Multi-state models can be adapted to model multiple types of events,
including recurrent events and a terminating event as an absorbing
state. If we wish to model MIs and HFs, both of which can recur, there
are many distinct states that can arise from the simple case of a
participant experiencing 2 MIs and 2 HFs. Such a participant could
experience MI → MI → HF → HF; MI → HF → MI → HF; etc. If we make the
reasonable assumption that the transition from the first MI to the
second MI (with no events in between) is different from the transition
between the first MI to the first HF, and so on, then MSM models can
rapidly grow in complexity given the many possible permutations of
successive states.
multiRec and common scenarios for its
useWe wanted to develop an MTRE model that readily handles the aforementioned scenario of related events, one or more of which can recur, and one or more of which can be terminating. We wanted the model to be flexible and intuitive, capable of handling a wide variety of common scenarios that include multiple events, where the goal is to explicitly model the risk conferred by one event to one or more subsequent events. This has practical uses. For example, it is well known that stroke increases the risk of HF, and vice versa; it is also known that atrial fibrillation (AF) increases the risk of both stroke and HF. Suppose we wish to characterize the bidirectional relationship between stroke and HF. We would want to estimate the risk that a stroke imparts to a future HF, and how much of that risk of HF that arises from the stroke is due to AF, and likewise estimate how much of the risk conferred by HF on future stroke is due to AF. This is of clinical importance to the physician who treats a patient with AF, as good management of their AF could prevent both future stroke and HF. Moreover, the risk of HF that arises from a prior stroke may differ between men and women, or between older vs younger age groups, or between individuals who have diabetes vs those who do not. There are of course many other clinical and demographic variables that may capture subgroups of individuals that experience a disease course differently, including response to therapeutic management. Diabetes itself is known to have a bidirectional relationship with HF; these complex relationships are readily captured by a model that explicitly models the risk of multiple event types that arise from prior events of one or more types, and how that risk is modified by one or more subject characteristics (such as demographics, one or more disease phenotypes, or clinical indices such as biomarkers). The most common diseases are often chronic, with a natural history of complications (including other disease processes).
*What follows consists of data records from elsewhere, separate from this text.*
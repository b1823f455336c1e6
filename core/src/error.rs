//! Error types for the request helper and the account client.
//!
//! # Design
//! `send` itself never fails: every round trip ends in a callback with a
//! status code. `RequestFailed` is produced by call sites that inspect that
//! status, and carries whatever body the server (or transport) delivered.

use thiserror::Error;

use crate::http::ResponseBody;

#[derive(Debug, Error)]
pub enum ApiError {
    /// The request body could not be serialized to JSON.
    #[error("failed to encode request body: {0}")]
    Encoding(#[source] serde_json::Error),

    /// Non-2xx status, or status 0 when the transport never got a response.
    #[error("request failed with status {status}")]
    RequestFailed { status: u16, body: ResponseBody },

    /// A 2xx JSON body did not match the expected type.
    #[error("failed to decode response body: {0}")]
    Decoding(#[source] serde_json::Error),

    /// The completion callback panicked before it could return.
    #[error("completion callback panicked")]
    CallbackPanicked,
}

impl ApiError {
    pub fn status(&self) -> Option<u16> {
        match self {
            ApiError::RequestFailed { status, .. } => Some(*status),
            _ => None,
        }
    }
}
//! Request helper for account-settings calls.
//!
//! # Overview
//! `Requests` builds one HTTP request for a method and URL, optionally with
//! a JSON body and a CSRF token header read from a cookie, issues it on its
//! own thread and calls back once with `(status, body)`. `AccountClient`
//! uses it to change the display name and the summary-email opt-in, and
//! applies each outcome to the matching form control.
//!
//! # Design
//! - The helper is an explicit value; nothing is registered globally.
//! - CSRF support is a `RequestConfig` option, not a separate helper.
//! - `send` never fails. Status interpretation happens at the call site
//!   (`account::check_status`).
//! - Network I/O sits behind the `Transport` trait; `UreqTransport` is the
//!   default and tests substitute their own.

pub mod account;
pub mod builder;
pub mod config;
pub mod cookie;
pub mod error;
pub mod form;
pub mod http;
pub mod transport;
pub mod types;

pub use account::AccountClient;
pub use builder::{MethodBuilder, PendingRequest, RequestHandle, RequestState, Requests};
pub use config::{CsrfConfig, RequestConfig};
pub use cookie::{read_cookie, CookieJar};
pub use error::ApiError;
pub use http::{HttpMethod, HttpRequest, HttpResponse, ParsedResponse, ResponseBody};
pub use transport::{Transport, UreqTransport};
pub use types::{Account, ChangeAccount};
Diabetes is once again a typical example; it is increasing in both prevalence and incidence worldwide and rapidly becoming a public health crisis. Diabetes greatly increases the risk of cardiovascular disease (CVD), chronic kidney disease (CKD), and even certain types of cancer, as well as dementia. A comprehensive risk analysis guides optimal therapy and management of these individuals, and can be used to develop risk scores and refine existing ones for CVD, CKD, and other sequelae.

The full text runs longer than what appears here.